01/03/10

Ridursi (a) Reduci (no-no, no-no)

di Lobanowski 2

Tralasciamo il resto.

In questi due anni – due anni vissuti come non avrei scommesso solo qualche tempo fa: anni di trasferte, di furgoni, di adesivi, di battimani, di cori, di sciarpette, di spray, di felpe, di striscioni – ho visto amici, compagni, fratelli porsi in un’ottica completamente nuov; vivere l’evento domenicale non più come l’Evento, ma come la semplice appendice di una settimana d’impegno e passione; avvicinarsi ad una mentalità che non conoscevano, che ignoravano, che respingevano; addentrarsi nel luna park con sempre maggiore entusiasmo, abnegazione, competenza. Per qualcuno di loro è senz’altro un fuoco di paglia, figlio della moda, dice qualche scettico. Sarà. Ma mentre caricavamo la prima macchina di questa esperienza – quella che è sbarcata a Foligno – nessuno avrebbe osato immaginare la costanza che abbiamo oggi. Il tenore dei dibattiti, delle discussioni accese, il livello di partecipazione. Si cresce. E se anche per quei ragazzi non posso mettere la mano sul fuoco – perché con le scommesse non ci so fare, ormai è dato acclarato – direi che per quanto mi riguarda posso abbozzare un primissimo bilancio a seguire. Sono soddisfatto e motivato. Soddisfatto di essere tornato a fare quel che mi è sempre piaciuto fare. Quel che mi fa sentire bene, mi riempie, mi rappresenta. E motivato, perché a 33 anni sono cosciente di sentirmela ancora. Di affrontare il baratro della C2 o l’orrido del Campionato Nazionale Dilettanti. Per la maglia, certo, per l’amore che le ho riversato addosso – amore platonico, un tempo, carnale col maturare dell’età – dagli anni della prima infanzia, quando con orgoglio pronunciavo il nome della squadra della mia città dinanzi a stormi di ragazzini che si perdevano tra Juve, Milan, Inter, Roma. Napoli e persino Sampdoria. Me la sento. Ma lotterò per evitarlo. E non certo perché mi spaventi la prospettiva di scendere a Cassino, a Siracusa o – peggio ancora – di affrontare il Forza e Coraggio o l’Hinterreggio. Ma perché – come corollario alla nostra passione – c’è un prato verde. E i risultati che si susseguono lì, per quanto ininfluenti ai fini della nostra fede e della sua dimostrazione, hanno una diretta incidenza sugli umori, sulla gioia e sul pianto. In fondo, siamo tifosi di una squadra di calcio, sebbene radicalmente legati a tutta una simbologia che trasforma il mezzo in fine.

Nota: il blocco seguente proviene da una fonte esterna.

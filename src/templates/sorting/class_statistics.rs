//! Max, min and largest gap between adjacent sorted scores, per class.

use crate::templates::prelude::*;

pub struct ClassStatistics;

static INFO: TemplateInfo = TemplateInfo {
    id: "5800",
    title: "Grade statistics",
    category: Category::Sorting,
    input: &[
        Field::int("k"),
        Field::int("n").repeat("k"),
        Field::int("score").repeat("n"),
    ],
    output: &[Field::line("report").repeat("2 * k")],
    constraints: &["1 <= k <= 100", "2 <= n <= 50", "0 <= score <= 100"],
    samples: &[Sample {
        input: "2\n5 30 25 76 23 78\n6 25 50 70 99 70 90\n",
        output: "Class 1\nMax 78, Min 23, Largest gap 46\nClass 2\nMax 99, Min 25, Largest gap 25\n",
    }],
};

#[derive(Debug, Clone, Copy, PartialEq, Eq)]
pub struct Report {
    pub max: u32,
    pub min: u32,
    pub gap: u32,
}

impl Template for ClassStatistics {
    type Input = Vec<Vec<u32>>;
    type Output = Vec<Report>;

    fn info(&self) -> &'static TemplateInfo {
        &INFO
    }

    fn parse(&self, sc: &mut Scanner<'_>) -> Result<Vec<Vec<u32>>, InputError> {
        let k = sc.next_in("k", 1..=100usize)?;
        (0..k)
            .map(|_| {
                let n = sc.next_in("n", 2..=50usize)?;
                sc.values_in("score", n, 0..=100)
            })
            .collect()
    }

    fn solve(&self, classes: &Vec<Vec<u32>>) -> Vec<Report> {
        classes
            .iter()
            .map(|scores| {
                let mut s = scores.clone();
                s.sort_unstable();
                Report {
                    max: s.last().copied().unwrap_or(0),
                    min: s.first().copied().unwrap_or(0),
                    gap: s.windows(2).map(|w| w[1] - w[0]).max().unwrap_or(0),
                }
            })
            .collect()
    }

    fn render(&self, output: &Vec<Report>, out: &mut String) {
        for (i, r) in output.iter().enumerate() {
            push_line(out, [format!("Class {}", i + 1)]);
            push_line(out, [format!("Max {}, Min {}, Largest gap {}", r.max, r.min, r.gap)]);
        }
    }
}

Io, a notte, la classifica di pagina 215 del Televideo la guardo. E due conti me li faccio.

Così stamattina mi sono detto d’essere pronto. Pronto ad ogni circostanza. Ma che un paio di parole andrebbero spese su quelli che hanno già preso a fare la morale del reduce preventivo. Che forse non vedevano l’ora di farla, senza riferimenti in questo sentimento troppo popolare: Meglio la C2, così vengono fuori i buoni, i tosti, i veri duri e puri. Tristezza a palate. Perché anch’io ho occhi e non mi sembrava vero, qualche tempo fa, di vedere tanti ragazzini approssimarsi al cuore della Sud. Allora anelare ad una rigenerazione, che quasi sempre coincide col ritorno al passato, coi vecchi tempi mitizzati nell’Età dell’oro, sembrava un riflesso condizionato. Anch’io di tanto in tanto dico “Meglio le trasferte in 100”, o “in 50”. Ma il mio faro resta sempre quello di unire la crescita qualitativa a quella quantitativa. Vorrei che fossimo 200, in trasferta, ovunque, e cantassimo tutti con intensità. Vorrei che ci sentissimo parte di un movimento, che fossimo uniti, seppure nelle differenze del proprio appartenere. Ecco: questo è il secondo pensierino della mattinata. Io non spero di retrocedere per scremare ancora la curva, perché in palio non c’è un premio ai sopravvissuti, un attestato di validità esistenziale. Non mi gonfiano simili certezze. Non so chi spera di diventare come quell’ultras del Portogruaro che viaggia da solo. Io senza il mio gruppo m’intristisco, senza la mia curva perdo gli stimoli, senza il mio settore in trasferta non avrei motivo d’esistere. Ecco perché. Sono un tifoso del Foggia e intendo salvarmi per questo. Sono un innamorato della mia tifoseria, e per questo confido negli sforzi comuni. Quelli che tifano per se stessi, per dimostrare la propria irriducibilità a fronte del deserto, sinceramente mi lasciano scosso. Come quei militanti che sperano nei licenziamenti per poter dire che l’avevano detto.